I have Opinions about the #discoverbc website mess. As someone who did site performanc testing for, like, the Olympics that one time, the most difficult problem isn't technical, it's psychological: your tests have to be based on realistic usage scenarios. This is where most fail.
My guess is they didn't expect the flood right at 7:00am. /\\ is a hard profile to provision and plan for, since it puts you in a while new league even if only for a short while. Throwing hardware at it isn't often helpful on the fly if there are integration bottlenecks.
I dealt with a sports festival where we had about 70k visits in the first 10m, with an ecommerce, ticket and mail system in the mix; we had to do multiple rounds of testing to clear each bottleneck, nevermind just sizing up hardware. It's a process.
Performance aside, looking at the homepage of the DiscoverBC site tells me they didn't really think through how people would interact with the site in other ways also - the UX needed way, way more testing too.
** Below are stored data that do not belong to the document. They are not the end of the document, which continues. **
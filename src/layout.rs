//! Fallback marker layout
//!
//! When the analysis service reports a color without any positions, its
//! markers are spread over an evenly spaced grid covering the middle 80%
//! of the image. The engine scales every position from source to preview
//! space, so grids fed to it are laid over the source image with
//! [`FallbackGrid::source_positions`]; [`FallbackGrid::positions`] gives the
//! same layout directly in preview space.

use serde::{Deserialize, Serialize};

use crate::constants::placement;
use crate::sample::{ImageDimensions, Point, PreviewSize};

/// Rows and columns of the fallback grid
#[derive(Debug, Clone, Copy, PartialEq, Eq, Serialize, Deserialize)]
pub struct FallbackGrid {
    pub rows: u32,
    pub columns: u32,
}

impl Default for FallbackGrid {
    fn default() -> Self {
        Self {
            rows: placement::FALLBACK_ROWS,
            columns: placement::FALLBACK_COLUMNS,
        }
    }
}

impl FallbackGrid {
    pub const fn new(rows: u32, columns: u32) -> Self {
        Self { rows, columns }
    }

    /// Cell centers of the grid laid over `preview`, row-major, rounded to whole pixels
    pub fn positions(&self, preview: PreviewSize) -> Vec<Point> {
        self.cell_centers(preview.width, preview.height)
    }

    /// Cell centers laid over the source image, ready to pass to the engine
    pub fn source_positions(&self, source: ImageDimensions) -> Vec<Point> {
        self.cell_centers(source.width, source.height)
    }

    fn cell_centers(&self, width: f64, height: f64) -> Vec<Point> {
        let inset = placement::FALLBACK_INSET;
        let usable_width = width * (1.0 - 2.0 * inset);
        let usable_height = height * (1.0 - 2.0 * inset);
        let offset_x = width * inset;
        let offset_y = height * inset;

        let cell_width = usable_width / f64::from(self.columns);
        let cell_height = usable_height / f64::from(self.rows);

        let mut positions = Vec::with_capacity((self.rows * self.columns) as usize);
        for row in 0..self.rows {
            for col in 0..self.columns {
                let x = offset_x + cell_width * (f64::from(col) + 0.5);
                let y = offset_y + cell_height * (f64::from(row) + 0.5);
                positions.push(Point::new(x.round(), y.round()));
            }
        }
        positions
    }
}

/// Default 3x4 fallback grid for a preview
pub fn fallback_positions(preview: PreviewSize) -> Vec<Point> {
    FallbackGrid::default().positions(preview)
}

#[cfg(test)]
mod tests {
    use super::*;

    #[test]
    fn test_default_grid_shape() {
        let preview = PreviewSize::new(320.0, 220.0);
        let positions = fallback_positions(preview);
        assert_eq!(positions.len(), 12);

        // First cell: 32 + 64 * 0.5, 22 + 58.67 * 0.5
        assert_eq!(positions[0], Point::new(64.0, 51.0));
        // Row-major: fourth point is still on the first row
        assert_eq!(positions[3].y, positions[0].y);
        assert!(positions[4].y > positions[0].y);
    }

    #[test]
    fn test_grid_stays_inside_inset() {
        let preview = PreviewSize::new(500.0, 300.0);
        for p in FallbackGrid::new(5, 7).positions(preview) {
            assert!(p.x >= 50.0 && p.x <= 450.0);
            assert!(p.y >= 30.0 && p.y <= 270.0);
        }
    }

    #[test]
    fn test_empty_grid() {
        let preview = PreviewSize::new(500.0, 300.0);
        assert!(FallbackGrid::new(0, 4).positions(preview).is_empty());
    }

    #[test]
    fn test_source_grid_scales_onto_preview_grid() {
        let source = ImageDimensions::new(800.0, 600.0);
        let preview = PreviewSize::new(320.0, 220.0);
        let grid = FallbackGrid::default();

        let scaled: Vec<Point> = grid
            .source_positions(source)
            .iter()
            .map(|p| Point::new(p.x * 320.0 / 800.0, p.y * 220.0 / 600.0))
            .collect();

        for (a, b) in scaled.iter().zip(grid.positions(preview)) {
            assert!(a.distance(&b) < 1.0, "{:?} vs {:?}", a, b);
        }
    }
}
But the key thing is to think about how likely people are to complete each step, based on last year's traffic and interaction studies. Then simulate those at estimated max load+a bit, then add error and background traffic. Then see how things survive, fix, then do it again.
Just flooding a server with traffic does not work. The results become meaningless noisy failures. But if you get the estimates or scenarios wrong... you are testing the wrong things, and you won't see the failures until it's too late. Like this morning.